What the task asks:
For the entries below, repeat exactly each line starting with the one that contains "pitää olla alun" and going on through the one that contains "#[derive(Debug, Clone, Default, PartialEq, Eq)]", and no others.

^^^^

//! Temporal coverage: a begin and an end picker that must form a valid range.
//!
//! Fields are paired by name, `temporal_coverage_begin` with `temporal_coverage_end`.
//! While the pair is out of order neither hidden input is written; both are written once it's corrected.

use crate::{
	datetime::{earliest_instant, validate},
	sandbox::{Check, Message, Sandbox, SubscriptionId, DATETIME_ERROR, DATETIME_UPDATE},
};
use core::cell::RefCell;
use indexmap::IndexMap;
use std::rc::{Rc, Weak};
use tracing::{debug, instrument, trace, warn};

const BEGIN: &str = "_begin";
const END: &str = "_end";
const FIELD_PREFIX: &str = "temporal";

#[derive(Debug, Clone, Copy, PartialEq, Eq)]
pub enum Side {
	Begin,
	End,
}

/// Which end of a range `name` is, and the name of the opposite end.
#[must_use]
pub fn counterpart(name: &str) -> Option<(Side, String)> {
	if name.contains(BEGIN) {
		Some((Side::Begin, name.replacen(BEGIN, END, 1)))
	} else if name.contains(END) {
		Some((Side::End, name.replacen(END, BEGIN, 1)))
	} else {
		None
	}
}

/// Inline error text for `check` failing on field `name`, in Finnish for `fi` and English otherwise.
#[must_use]
pub fn error_message(lang: &str, name: &str, check: Check) -> String {
	let fi = lang == "fi";
	if check == Check::Range {
		let text = if fi { "Loppu pitää olla alun jälkeen" } else { "End must be after the starting time" };
		return text.to_owned();
	}
	let side = match (name.contains(BEGIN), fi) {
		(true, true) => "Alku",
		(true, false) => "Begin",
		(false, true) => "Loppu",
		(false, false) => "End",
	};
	let text = if fi { "Päivämäärä/aika ei ole kelvollinen" } else { "Date/time is not valid" };
	format!("{side}: {text}")
}

/// What the page should do after a value update.
#[derive(Debug, Clone, Default, PartialEq, Eq)]
pub struct RangeOutcome {
	/// Bound for the opposite picker: `(channel, message)`.
	pub bound: Option<(String, Message)>,
	/// The range check result, for [`DATETIME_ERROR`].
	pub report: Option<Message>,
	/// Hidden inputs to write, as `(name, value)`.
	pub commit: Vec<(String, String)>,
}

#[derive(Debug)]
pub struct TemporalCoverage {
	lang: String,
	values: IndexMap<String, String>,
	dates_valid: bool,
	messages: IndexMap<(String, Check), String>,
}

impl TemporalCoverage {
	#[must_use]
	pub fn new(lang: &str) -> Self {
		Self {
			lang: lang.to_owned(),
			values: IndexMap::new(),
			dates_valid: true,
			messages: IndexMap::new(),
		}
	}

	/// Records a validation result. Results for fields outside the temporal coverage pair are ignored.
	pub fn on_error(&mut self, name: &str, error: bool, check: Check) {
		if !name.starts_with(FIELD_PREFIX) {
			return;
		}
		if check == Check::ValidDate {
			self.dates_valid = !error;
		}
		let slot = (name.to_owned(), check);
		if error {
			let message = error_message(&self.lang, name, check);
			debug!("Range error on {}: {}", name, message);
			self.messages.insert(slot, message);
		} else {
			self.messages.shift_remove(&slot);
		}
	}

	#[instrument(skip(self, value), fields(value = crate::logging::shown(value)))]
	pub fn on_update(&mut self, name: &str, value: &str) -> RangeOutcome {
		let mut outcome = RangeOutcome::default();
		if !self.dates_valid || name.is_empty() {
			trace!("Ignoring update while a date is invalid.");
			return outcome;
		}
		if !validate(value) {
			warn!("Ignoring malformed date/time update for {}.", name);
			return outcome;
		}
		self.values.insert(name.to_owned(), value.to_owned());

		let Some((side, other)) = counterpart(name) else {
			outcome.commit.push((name.to_owned(), value.to_owned()));
			return outcome;
		};
		outcome.bound = Some(match side {
			Side::Begin => (other.clone(), Message::Min(Some(value.to_owned()))),
			Side::End => (other.clone(), Message::Max(Some(value.to_owned()))),
		});

		let other_value = self.values.get(&other).filter(|v| !v.is_empty()).cloned();
		let error = match (value, other_value.as_deref()) {
			("", _) | (_, None) => false,
			(current, Some(other_value)) => match (earliest_instant(current), earliest_instant(other_value)) {
				(Some(current), Some(other_value)) => match side {
					Side::Begin => current > other_value,
					Side::End => current < other_value,
				},
				_ => false,
			},
		};
		self.on_error(name, error, Check::Range);
		// A fix from either side clears the error reported for the other one.
		if !error {
			self.on_error(&other, false, Check::Range);
		}
		outcome.report = Some(Message::Error {
			name: name.to_owned(),
			error,
			check: Check::Range,
		});
		if !error {
			outcome.commit.push((name.to_owned(), value.to_owned()));
			if let Some(other_value) = self.values.get(&other) {
				outcome.commit.push((other, other_value.clone()));
			}
		}
		outcome
	}

	pub fn messages(&self) -> impl Iterator<Item = &str> {
		self.messages.values().map(String::as_str)
	}

	#[must_use]
	pub fn has_errors(&self) -> bool {
		!self.messages.is_empty()
	}

	/// Subscribes to the picker channels of `sandbox`. `commit` receives the hidden inputs to write.
	///
	/// The subscriptions end when the returned binding is dropped.
	pub fn bind(self, sandbox: &Sandbox, commit: impl 'static + Fn(&str, &str)) -> CoverageBinding {
		let coverage = Rc::new(RefCell::new(self));

		let update = {
			let coverage = Rc::downgrade(&coverage);
			let publisher = sandbox.clone();
			sandbox.subscribe(DATETIME_UPDATE, move |message| {
				let Message::Update { name, value } = message else {
					return;
				};
				let Some(outcome) = with_coverage(&coverage, |coverage| coverage.on_update(name, value)) else {
					return;
				};
				// The borrow is released here, so subscribers (including this coverage) may react.
				if let Some((channel, bound)) = &outcome.bound {
					publisher.publish(channel, bound);
				}
				if let Some(report) = &outcome.report {
					publisher.publish(DATETIME_ERROR, report);
				}
				for (name, value) in &outcome.commit {
					commit(name, value);
				}
			})
		};

		let error = {
			let coverage = Rc::downgrade(&coverage);
			sandbox.subscribe(DATETIME_ERROR, move |message| {
				if let Message::Error { name, error, check } = message {
					with_coverage(&coverage, |coverage| coverage.on_error(name, *error, *check));
				}
			})
		};

		CoverageBinding {
			coverage,
			sandbox: sandbox.clone(),
			update,
			error,
		}
	}
}

fn with_coverage<T>(coverage: &Weak<RefCell<TemporalCoverage>>, f: impl FnOnce(&mut TemporalCoverage) -> T) -> Option<T> {
	let coverage = coverage.upgrade()?;
	let result = match coverage.try_borrow_mut() {
		Ok(mut coverage) => Some(f(&mut coverage)),
		Err(_) => {
			warn!("Temporal coverage is busy; dropping re-entrant message.");
			None
		}
	};
	result
}

/// A [`TemporalCoverage`] subscribed to a [`Sandbox`].
#[derive(Debug)]
pub struct CoverageBinding {
	coverage: Rc<RefCell<TemporalCoverage>>,
	sandbox: Sandbox,
	update: SubscriptionId,
	error: SubscriptionId,
}

impl CoverageBinding {
	#[must_use]
	pub fn messages(&self) -> Vec<String> {
		self.coverage.borrow().messages().map(str::to_owned).collect()
	}

	#[must_use]
	pub fn has_errors(&self) -> bool {
		self.coverage.borrow().has_errors()
	}
}

impl Drop for CoverageBinding {
	fn drop(&mut self) {
		self.sandbox.unsubscribe(DATETIME_UPDATE, self.update);
		self.sandbox.unsubscribe(DATETIME_ERROR, self.error);
	}
}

^^^^

Answer for this exercise:
		let text = if fi { "Loppu pitää olla alun jälkeen" } else { "End must be after the starting time" };
		return text.to_owned();
	}
	let side = match (name.contains(BEGIN), fi) {
		(true, true) => "Alku",
		(true, false) => "Begin",
		(false, true) => "Loppu",
		(false, false) => "End",
	};
	let text = if fi { "Päivämäärä/aika ei ole kelvollinen" } else { "Date/time is not valid" };
	format!("{side}: {text}")
}

/// What the page should do after a value update.
#[derive(Debug, Clone, Default, PartialEq, Eq)]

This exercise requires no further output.